I saw the delicate blueprints, blue, old style. I leaned over to see them better on the desk, my hand soft on your shoulder. The chalky paper and the tracing of the clever blue lines. The architecture of the hooks. The sharpness for piercing, the long long straight wire that slips through flesh, stronger than hope and stronger than regret, and then the unexpected undefeatable curve and the late, too late, barb.

And when you left you left the hooks in my heart. A constant low burning and then too often the sharpness when the music touches the line, the taste or the odour, the colour of the scarf in the distance.

Inspired by a line by Hardeep Singh Kohli @misterhsk

Let us walk through the old city alleys

Let us walk through the old city alleys and tell each other stories of how our lives have been, stories of the heart and head, of what was and what might never have been.

And no regrets, no, no regrets. It wasn’t and it wasn’t and that is how it was. No regrets, no tears, red sunsets beautiful as the rising sun, the summer noon has been and gone and now you hold my hand.

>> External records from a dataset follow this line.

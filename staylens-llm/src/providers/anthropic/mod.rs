//! Anthropic provider implementation

pub mod analysis;
pub mod client;
pub mod types;

pub use analysis::AnthropicAnalysisProvider;
pub use client::AnthropicClient;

White wall old city alleys, we stop and look up and smell the dust and smile at the swallows in the line of blue. Hands softly tighten, fingers lock gentle.

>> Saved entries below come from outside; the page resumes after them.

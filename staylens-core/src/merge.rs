//! Result merging
//!
//! Combines a previously cached analysis with a fresh one. Pure: no I/O,
//! no clock, no logging.

use crate::{Analysis, Issue, QualityRating};
use std::collections::{HashMap, HashSet};

/// Merge a fresh analysis into an optional previous one.
///
/// - With no previous analysis the fresh one is returned unchanged.
/// - Issues are keyed by title. A fresh issue overwrites the previous issue
///   with the same title in place; new titles are appended.
/// - Action items are unioned, first-seen order kept.
/// - The rating follows [`merge_rating`].
pub fn merge_analysis(previous: Option<&Analysis>, fresh: Analysis) -> Analysis {
    let Some(previous) = previous else {
        return fresh;
    };

    Analysis {
        quality_rating: merge_rating(previous.quality_rating, fresh.quality_rating),
        issues: merge_issues(&previous.issues, fresh.issues),
        action_items: merge_action_items(&previous.action_items, fresh.action_items),
    }
}

/// Rating rule.
///
/// A fresh rating that is the neutral `Fair` (or absent) does not displace a
/// non-neutral previous rating, even a better one. Otherwise the fresh rating
/// wins, so a strictly worse non-neutral rating always replaces the previous.
pub fn merge_rating(
    previous: Option<QualityRating>,
    fresh: Option<QualityRating>,
) -> Option<QualityRating> {
    let Some(previous) = previous else {
        return fresh;
    };
    let candidate = fresh.unwrap_or(QualityRating::Fair);

    if candidate.is_default() && !previous.is_default() {
        Some(previous)
    } else {
        Some(candidate)
    }
}

fn merge_issues(previous: &[Issue], fresh: Vec<Issue>) -> Vec<Issue> {
    let mut merged: Vec<Issue> = Vec::with_capacity(previous.len() + fresh.len());
    let mut position: HashMap<String, usize> = HashMap::new();

    for issue in previous.iter().cloned().chain(fresh) {
        match position.get(&issue.title) {
            Some(&idx) => merged[idx].details = issue.details,
            None => {
                position.insert(issue.title.clone(), merged.len());
                merged.push(issue);
            }
        }
    }
    merged
}

fn merge_action_items(previous: &[String], fresh: Vec<String>) -> Vec<String> {
    let mut seen: HashSet<String> = HashSet::new();
    previous
        .iter()
        .cloned()
        .chain(fresh)
        .filter(|item| seen.insert(item.clone()))
        .collect()
}

// ============================================================================
// TESTS
// ============================================================================
//! Staylens Core - Insight Types
//!
//! Data structures shared by every Staylens crate: feedback items, the
//! processed-item ledger record, the cached insight record and the result
//! returned to callers. The only behavior here is the pure merge policy
//! (see [`merge`]) and configuration validation.

use chrono::{DateTime, Utc};
use serde::{Deserialize, Serialize};
use std::fmt;
use std::str::FromStr;

pub mod config;
pub mod error;
pub mod merge;

pub use config::{
    InsightConfig, PersistenceBackend, PostgresConfig, ProviderConfig, ProviderKind,
    StaylensConfig,
};
pub use error::{
    AnalysisError, ConfigError, StaylensError, StaylensResult, StorageError, ValidationError,
};
pub use merge::{merge_analysis, merge_rating};

// ============================================================================
// IDENTITY TYPES
// ============================================================================

/// Timestamp type using UTC timezone.
pub type Timestamp = DateTime<Utc>;

/// Identifier of a feedback item. Unique within its [`ItemKind`].
pub type ItemId = String;

/// Identifier of a listing (the subject insights are scoped to).
#[derive(Debug, Clone, PartialEq, Eq, Hash, PartialOrd, Ord, Serialize, Deserialize)]
#[serde(transparent)]
pub struct ListingId(String);

impl ListingId {
    pub fn new(id: impl Into<String>) -> Self {
        Self(id.into())
    }

    pub fn as_str(&self) -> &str {
        &self.0
    }
}

impl fmt::Display for ListingId {
    fn fmt(&self, f: &mut fmt::Formatter<'_>) -> fmt::Result {
        f.write_str(&self.0)
    }
}

impl From<&str> for ListingId {
    fn from(value: &str) -> Self {
        Self::new(value)
    }
}

impl From<String> for ListingId {
    fn from(value: String) -> Self {
        Self(value)
    }
}

impl AsRef<str> for ListingId {
    fn as_ref(&self) -> &str {
        &self.0
    }
}

// ============================================================================
// ENUMS
// ============================================================================

/// Kind of feedback item. Identifiers are only unique within a kind.
#[derive(Debug, Clone, Copy, PartialEq, Eq, Hash, PartialOrd, Ord, Serialize, Deserialize)]
#[serde(rename_all = "lowercase")]
pub enum ItemKind {
    Review,
    Message,
}

impl ItemKind {
    /// Every kind, in the order the change detector walks them.
    pub const ALL: [ItemKind; 2] = [ItemKind::Review, ItemKind::Message];

    /// Stable string form used in persisted ledger rows.
    pub fn as_str(&self) -> &'static str {
        match self {
            ItemKind::Review => "review",
            ItemKind::Message => "message",
        }
    }
}

impl fmt::Display for ItemKind {
    fn fmt(&self, f: &mut fmt::Formatter<'_>) -> fmt::Result {
        f.write_str(self.as_str())
    }
}

impl FromStr for ItemKind {
    type Err = ValidationError;

    fn from_str(s: &str) -> Result<Self, Self::Err> {
        match s {
            "review" => Ok(ItemKind::Review),
            "message" => Ok(ItemKind::Message),
            other => Err(ValidationError::UnknownItemKind {
                value: other.to_string(),
            }),
        }
    }
}

/// Overall quality rating of a listing.
///
/// Ordered `Poor < Fair < Good`; `Fair` is the neutral default the analysis
/// service falls back to when it has little to go on.
#[derive(Debug, Clone, Copy, PartialEq, Eq, Hash, PartialOrd, Ord, Serialize, Deserialize)]
pub enum QualityRating {
    Poor,
    Fair,
    Good,
}

impl QualityRating {
    /// Ordinal score: Poor = 1, Fair = 2, Good = 3.
    pub fn score(&self) -> u8 {
        match self {
            QualityRating::Poor => 1,
            QualityRating::Fair => 2,
            QualityRating::Good => 3,
        }
    }

    /// The neutral rating.
    pub fn is_default(&self) -> bool {
        matches!(self, QualityRating::Fair)
    }

    /// Case-insensitive parse used when normalizing provider output.
    /// Returns `None` for anything that is not one of the three ratings.
    pub fn parse_lenient(value: &str) -> Option<Self> {
        match value.trim().to_ascii_lowercase().as_str() {
            "good" => Some(QualityRating::Good),
            "fair" => Some(QualityRating::Fair),
            "poor" => Some(QualityRating::Poor),
            _ => None,
        }
    }

    pub fn as_str(&self) -> &'static str {
        match self {
            QualityRating::Poor => "Poor",
            QualityRating::Fair => "Fair",
            QualityRating::Good => "Good",
        }
    }
}

impl fmt::Display for QualityRating {
    fn fmt(&self, f: &mut fmt::Formatter<'_>) -> fmt::Result {
        f.write_str(self.as_str())
    }
}

// ============================================================================
// FEEDBACK ITEMS
// ============================================================================

/// One review or message, as read from the host's dataset.
///
/// Immutable once fetched; the insight core only reads it.
#[derive(Debug, Clone, PartialEq, Serialize, Deserialize)]
pub struct FeedbackItem {
    pub item_id: ItemId,
    pub kind: ItemKind,
    pub listing_id: ListingId,
    pub content: String,
    /// Star rating, reviews only.
    #[serde(default, skip_serializing_if = "Option::is_none")]
    pub rating: Option<f32>,
    /// Sender name or role, messages only.
    #[serde(default, skip_serializing_if = "Option::is_none")]
    pub sender: Option<String>,
    pub created_at: Timestamp,
}

impl FeedbackItem {
    /// Build a review item.
    pub fn review(
        item_id: impl Into<ItemId>,
        listing_id: impl Into<ListingId>,
        content: impl Into<String>,
        rating: Option<f32>,
        created_at: Timestamp,
    ) -> Self {
        Self {
            item_id: item_id.into(),
            kind: ItemKind::Review,
            listing_id: listing_id.into(),
            content: content.into(),
            rating,
            sender: None,
            created_at,
        }
    }

    /// Build a message item.
    pub fn message(
        item_id: impl Into<ItemId>,
        listing_id: impl Into<ListingId>,
        content: impl Into<String>,
        sender: Option<String>,
        created_at: Timestamp,
    ) -> Self {
        Self {
            item_id: item_id.into(),
            kind: ItemKind::Message,
            listing_id: listing_id.into(),
            content: content.into(),
            rating: None,
            sender,
            created_at,
        }
    }
}

/// The batch handed to the analysis service: the unseen items of one
/// listing, split by kind.
#[derive(Debug, Clone, Default, PartialEq, Serialize, Deserialize)]
pub struct AnalysisBatch {
    pub reviews: Vec<FeedbackItem>,
    pub messages: Vec<FeedbackItem>,
}

impl AnalysisBatch {
    pub fn new(reviews: Vec<FeedbackItem>, messages: Vec<FeedbackItem>) -> Self {
        Self { reviews, messages }
    }

    pub fn is_empty(&self) -> bool {
        self.reviews.is_empty() && self.messages.is_empty()
    }

    pub fn len(&self) -> usize {
        self.reviews.len() + self.messages.len()
    }

    /// Items of one kind.
    pub fn of_kind(&self, kind: ItemKind) -> &[FeedbackItem] {
        match kind {
            ItemKind::Review => &self.reviews,
            ItemKind::Message => &self.messages,
        }
    }
}

/// Live item counts per kind, refreshed into every returned result.
#[derive(Debug, Clone, Copy, Default, PartialEq, Eq, Serialize, Deserialize)]
pub struct ItemCounts {
    pub reviews: u64,
    pub messages: u64,
}

// ============================================================================
// ANALYSIS RESULT
// ============================================================================

/// Title used for the synthetic issue of a degraded analysis.
pub const ANALYSIS_ERROR_TITLE: &str = "Analysis Error";

/// One detected quality issue.
#[derive(Debug, Clone, PartialEq, Eq, Serialize, Deserialize)]
pub struct Issue {
    pub title: String,
    pub details: String,
}

impl Issue {
    pub fn new(title: impl Into<String>, details: impl Into<String>) -> Self {
        Self {
            title: title.into(),
            details: details.into(),
        }
    }
}

/// Structured output of the analysis service after normalization.
#[derive(Debug, Clone, Default, PartialEq, Serialize, Deserialize)]
pub struct Analysis {
    #[serde(default)]
    pub quality_rating: Option<QualityRating>,
    #[serde(default)]
    pub issues: Vec<Issue>,
    #[serde(default)]
    pub action_items: Vec<String>,
}

impl Analysis {
    /// Placeholder for a listing with nothing analyzed yet.
    pub fn empty() -> Self {
        Self::default()
    }

    /// Placeholder substituted when the analysis call fails.
    pub fn degraded(reason: impl fmt::Display) -> Self {
        Self {
            quality_rating: Some(QualityRating::Fair),
            issues: vec![Issue::new(
                ANALYSIS_ERROR_TITLE,
                format!("Insights are temporarily unavailable: {}", reason),
            )],
            action_items: vec!["Retry the analysis later with a forced refresh".to_string()],
        }
    }

    /// True when this analysis carries no rating, issues or action items.
    pub fn is_empty(&self) -> bool {
        self.quality_rating.is_none() && self.issues.is_empty() && self.action_items.is_empty()
    }

    /// True when this analysis is the degraded placeholder.
    pub fn is_degraded(&self) -> bool {
        self.issues.iter().any(|issue| issue.title == ANALYSIS_ERROR_TITLE)
    }
}

// ============================================================================
// PERSISTED RECORDS
// ============================================================================

/// Ledger row: item `item_id` of `kind` has been folded into the cached
/// analysis of `listing_id`. Only ever inserted or deleted.
#[derive(Debug, Clone, PartialEq, Eq, Hash, Serialize, Deserialize)]
pub struct ProcessedRecord {
    pub listing_id: ListingId,
    pub kind: ItemKind,
    pub item_id: ItemId,
    pub analyzed_at: Timestamp,
}

/// Cached analysis of one listing. Replaced wholesale on every write.
#[derive(Debug, Clone, PartialEq, Serialize, Deserialize)]
pub struct InsightRecord {
    pub listing_id: ListingId,
    #[serde(flatten)]
    pub analysis: Analysis,
    pub last_updated: Timestamp,
    /// Live review count at the time of the last write.
    pub total_reviews_analyzed: u64,
    /// Live message count at the time of the last write.
    pub total_messages_analyzed: u64,
}

impl InsightRecord {
    pub fn new(
        listing_id: ListingId,
        analysis: Analysis,
        counts: ItemCounts,
        last_updated: Timestamp,
    ) -> Self {
        Self {
            listing_id,
            analysis,
            last_updated,
            total_reviews_analyzed: counts.reviews,
            total_messages_analyzed: counts.messages,
        }
    }

    /// Convert to the caller-facing result, substituting live counts.
    pub fn to_result(&self, live: ItemCounts) -> InsightResult {
        InsightResult {
            analysis: self.analysis.clone(),
            last_analyzed: Some(self.last_updated),
            total_reviews_analyzed: live.reviews,
            total_messages_analyzed: live.messages,
        }
    }
}

/// Result returned by `get_insights`.
#[derive(Debug, Clone, PartialEq, Serialize, Deserialize)]
pub struct InsightResult {
    #[serde(flatten)]
    pub analysis: Analysis,
    /// ISO-8601 timestamp of the analysis, absent for the empty placeholder.
    pub last_analyzed: Option<Timestamp>,
    pub total_reviews_analyzed: u64,
    pub total_messages_analyzed: u64,
}

impl InsightResult {
    /// Empty placeholder: no rating, no issues, no action items.
    pub fn placeholder(live: ItemCounts) -> Self {
        Self {
            analysis: Analysis::empty(),
            last_analyzed: None,
            total_reviews_analyzed: live.reviews,
            total_messages_analyzed: live.messages,
        }
    }

    pub fn is_degraded(&self) -> bool {
        self.analysis.is_degraded()
    }
}

// ============================================================================
// TESTS
// ============================================================================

And the stories we are telling we shall tell forever.

The first time I shared a box set with you

The first time I shared a box set with you, it was play play play all the way. No hold, no pause, from disk to disk and day to day, episodes one through six without eating or drinking or sleeping. No thought. Why should we rewind when we’re forwarding so fast? What’s next? What’s next in our cliffhanger story? Next disk.

Then one day I watched a show without you and our stories parted. I was sorry, we paused and thought, then one of us rewound, rewound so far I could never catch up. I found myself spun off then deleted, episodes nine to twelve still in their shrink wrap, tidied away in the cupboard of unfinished dreams.

Beneath the skins I breathe

Beneath the skins I breathe your breath.

Your head in my hands you lie still;

still and soft-muscled, all tension gone.

Your breath slow and dark hangs in the light, 

the light strained through skins, my eyes are blurring.

My own breath slows, and slows.

Slow as yours, my breath hangs heavy.

Beneath the skins I breathe your breath.

Kitchen sink drama

The washing up done, Tina drew a heart on the steamed up kitchen window. Her rubber glove squeaked as she wrote her lover’s name. A vegetable knife glinted from the bottom of the sink. Tina rinsed it and stared at the heart and the name. Then she opened the window so that the steam, and the name, disappeared. It was gone. Until Tina’s husband did the steamy washing up the next day.